++++ Records supplied

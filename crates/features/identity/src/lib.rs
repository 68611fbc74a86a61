//! Identity feature slice.
//!
//! * [`SessionResolver`]: cookie to session, failing closed.
//! * [`route_guard`]: the middleware in front of auth pages and dashboards.
//! * [`AuthContext`] / [`Authenticated`]: per-request authorization context for handlers.
//! * `/api/auth/*` pass-through, session, navigation and own-profile endpoints.

mod context;
mod error;
mod guard;
mod handlers;
mod proxy;
mod resolver;

pub use crate::context::{AuthContext, Authenticated, cookie_header};
pub use crate::error::{IdentityError, IdentityErrorExt};
pub use crate::guard::route_guard;
pub use crate::handlers::{AuthPage, load_profile};
pub use crate::resolver::SessionResolver;

use axum::routing::any;
use fhub_kernel::backend::BackendClient;
use fhub_kernel::domain::config::GatewayConfig;
use fhub_kernel::server::state::ApiState;
use utoipa_axum::router::OpenApiRouter;
use utoipa_axum::routes;

/// Identity feature state
#[fhub_derive::fhub_slice]
pub struct Identity {
    pub resolver: SessionResolver,
    /// Client rooted at the auth proxy target.
    pub proxy: BackendClient,
}

/// Initialize the identity feature.
///
/// Returns the slice itself rather than an [`InitializedSlice`](fhub_kernel::domain::registry::InitializedSlice):
/// the route guard runs with its [`SessionResolver`].
///
/// # Errors
/// Either auth service URL is not a valid base URL.
pub fn init(config: &GatewayConfig) -> Result<Identity, IdentityError> {
    let resolver = SessionResolver::new(&config.auth)?;
    let proxy = BackendClient::builder()
        .base_url(config.auth.proxy_target())
        .timeout(config.backend.timeout())
        .build()
        .context("Building auth proxy client")?;

    tracing::info!(auth = %config.auth.url, proxy = config.auth.proxy_target(), "Identity slice initialized");
    Ok(Identity::new(IdentityInner { resolver, proxy }))
}

pub fn router() -> OpenApiRouter<ApiState> {
    OpenApiRouter::new()
        .routes(routes!(handlers::session))
        .routes(routes!(handlers::navigation))
        .routes(routes!(handlers::update_me))
        .routes(routes!(handlers::login_page))
        .routes(routes!(handlers::register_page))
        .route("/api/auth/{*path}", any(proxy::auth_proxy))
}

++++++++

Output, from the data above, the lines from the line with "use fhub_kernel::server::state::ApiState;" to the line with "let resolver = SessionResolver::new(&config.auth)?;" exactly as they stand, both ends included and nothing else.

use fhub_kernel::server::state::ApiState;
use utoipa_axum::router::OpenApiRouter;
use utoipa_axum::routes;

/// Identity feature state
#[fhub_derive::fhub_slice]
pub struct Identity {
    pub resolver: SessionResolver,
    /// Client rooted at the auth proxy target.
    pub proxy: BackendClient,
}

/// Initialize the identity feature.
///
/// Returns the slice itself rather than an [`InitializedSlice`](fhub_kernel::domain::registry::InitializedSlice):
/// the route guard runs with its [`SessionResolver`].
///
/// # Errors
/// Either auth service URL is not a valid base URL.
pub fn init(config: &GatewayConfig) -> Result<Identity, IdentityError> {
    let resolver = SessionResolver::new(&config.auth)?;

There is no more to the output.